Behind this need for greed, dear Christian, is a lack of respect for God’s gifts. Although God has blessed each of us with all we need to sustain this body and life – not always by giving us what we want, but what we need – there are still times when we find themselves in the predicament of having “too much month at the end of the money.” Look at the loan industry, which is flourishing because people are willing to mortgage their future for a fleeting taste of the here and now. We think have to have the best to be the best. But when it comes to giving back to God, we are seldom as lavish with Him as He with us. God will simply have to wait until next week.
But greed works in other ways, too. It’s possible for a person to save so much money that soon they begin worshiping their savings portfolio rather than using it to love their neighbor. But to keep ourselves looking good, rather than calling it greed, we call it having “common sense” instead. Like the rich man, our clothes are turning purple and our tables are full. We are the rich man – refusing to listen to the Law as it tries to wake us up to God’s way of seeing things. For many of us, greed has become good, not evil – a way of life – and we love the way we live.

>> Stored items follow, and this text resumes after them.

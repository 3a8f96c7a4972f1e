// Copyright 2026 Layne Penney
// SPDX-License-Identifier: AGPL-3.0-or-later

//! The path from a stamped draft to a delivered batch.
//!
//! ```text
//! draft ─▶ Gate (redact, validate) ─▶ EventBuffer ─▶ plan_batches ─▶ Deliverer
//!                                         ▲
//!                  BackgroundFlusher ─────┘ (interval, threshold, shutdown)
//! ```

mod buffer;
mod flusher;
mod gate;

pub use buffer::{plan_batches, EventBuffer};
pub use flusher::{BackgroundFlusher, FlushReport, OpenTraces, Pipeline};
pub use gate::{Gate, PatternRedactor, Redactor, Sampler};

But we’re in good company. Did Abraham not try to help God fulfill the Promise He had given him – that his house would not be barren, and that his wife, Sarah would have a child in her old age? When God didn’t deliver the son He had promised in what Abraham considered a timely manner, he went and slept with Sarah’s maid, Hagar, who then gave birth to a son named Ishmael. Abraham’s greed—even greed for what the Lord already promised him—that impatient greed got the best of him. But did God give up on Abraham and look for another to be His heir? No. God still kept His Promise. Abraham believed that promise, and the Lord credited it to him for righteousness. He counted that faith as though Abraham was perfect.
Abraham’s problem was that he wouldn’t listen to or immediately believe God’s Word. And that was the rich man’s problem, as well. This unnamed rich man walked by Lazarus’ place at the gate of his house every day. Perhaps he even had a passing acquaintance with him. But it’s obvious he didn’t care about him. He had more important things to be concerned with. But when death came to them both, there is where we find the surprise. The rich man ended up in hell, while Lazarus was carried to Abraham’s bosom – that is, to heaven.
Yet even in hell the rich man in his greed was playing his greed game– still looking to make a deal. “Send Lazarus,” he pleaded, “so that he may dip the tip of his finger in water and cool my tongue. Send him to my father’s house, for I have five brothers, that he may testify to them, lest they also come to this place of torment. If he goes to them from the dead, they will repent.” And how does Abraham respond? He tells the rich man that if his brothers refuse to hear Moses and the prophets, then neither will they be persuaded even if one should rise from the dead.”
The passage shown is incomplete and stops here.